Saab will in diesem Jahr auf dem deutschen Markt ein deutliches Wachstum erzielen. Nach 4167 verkauften Fahrzeugen in 2007 sollen in diesem Jahr 5000 Fahrzeuge abgesetzt werden, wie Deutschland-Chef Willi Fey im Interview mit der Autogazette sagte.

Aufschwung ab Sommer

«Wir werden in diesem Jahr mehr Autos verkaufen als im Vorjahr. So haben wir sehr, sehr erfolgreich den neuen TTiD eingeführt. Die Orders für diese Motorisierung sind höher als die Produktionskapazitäten. Eine Verbesserung sehen wir ab Sommer. Dann werden unsere Verkaufszahlen nach oben gehen», fügte Fey hinzu.

«Es war für Saab ein Übergangsjahr»

Autogazette: Herr Fey, Saab hat 2007 in Deutschland nur 4167 Fahrzeuge verkauft. Ist die Marke auf dem Weg in die Bedeutungslosigkeit?

Willi Fey: Nein. Wenn Sie sich anschauen, wie viele Fahrzeuge wir in den letzten 25 Jahren im Durchschnitt verkauft haben, dann liegt diese Zahl immer bei rund 5000. Zudem war das Jahr 2007 nicht nur von der sehr schwierigen Absatzlage auf dem gesamten Markt geprägt, sondern es war für Saab auch ein Übergangsjahr: so haben wir beispielsweise mit der kompletten Überarbeitung des 9-3er auch einen wichtigen Modellwechsel gehabt.

Autogazette: Trotz eines hohen Marketingaufwandes mussten Sie im Vorjahr Absatzeinbußen von 21 Prozent hinnehmen. Warum gelingt es nicht, die Kunden an die Marke zu binden?

Fey: Das stimmt so nicht: Die Kundenbindung ist sehr gut. Sie ist wahrscheinlich besser als bei anderen Herstellern. Sie müssen jedoch sehen, dass wir mit dem 9-3er und dem 9-5er bisher nur über zwei Modelle verfügen. Damit eine hohe Kundenbindung zu erreichen ist natürlich schwieriger als mit einer kompletten Produktpalette.
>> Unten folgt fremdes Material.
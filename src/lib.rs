//! # dotnet-dynmethod
//!
//! Dynamic methods for the `dotnet-rs` runtime: methods whose bytecode and
//! symbolic references are supplied at run time instead of loaded from an
//! assembly.
//!
//! ## Subsystems
//!
//! - **Method Pool** (`table`, `method`): Per-scope pool of reusable method
//!   descriptors, with staged teardown and a delayed-cleanup queue.
//! - **Resolvers** (`resolver/`): Answer the JIT's token, signature and code
//!   queries for methods with no metadata scope.
//! - **Scratch Memory** (`chunk`): Bump allocator for resolver-owned blobs.
//! - **Code Heap** (`code_heap/`): First-fit executable memory for compiled
//!   method bodies, released region by region.
//! - **Collaborators** (`services`): Interfaces to the managed token table,
//!   object heap, stub cache and garbage collector.
//!
//! The JIT itself, metadata parsing and the garbage collector live elsewhere.
//! This crate never installs a `tracing` subscriber.

#[macro_use]
pub mod utils;

pub mod chunk;
pub mod code_heap;
pub mod config;
pub mod error;
pub mod method;
pub mod metrics;
pub mod resolver;
pub mod scope;
pub mod services;
pub mod table;
pub mod token;

pub use code_heap::{CodeHeapManager, HostCodeHeap, TrackAllocation};
pub use config::DynamicMethodConfig;
pub use error::{DynamicMethodError, Result};
pub use method::{DynamicMethodDesc, SlotState};
pub use metrics::DynamicMethodMetrics;
pub use resolver::{AnyResolver, DynamicResolver, ResolverLifecycle};
pub use scope::ScopeHandle;
pub use table::{DynamicMethodTable, PoolStats, TeardownOutcome};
«Zwei neue Bioethanol-Motoren»

Saab 9-4X BioPower Concept Foto: AG/Mertens

Autogazette: Muss sich Saab nicht den Vorwurf gefallen lassen, eine schlechte Modellpolitik betrieben zu haben? Erst im kommenden Jahr bringt Saab mit dem 9-4 X die dritte Modellreihe.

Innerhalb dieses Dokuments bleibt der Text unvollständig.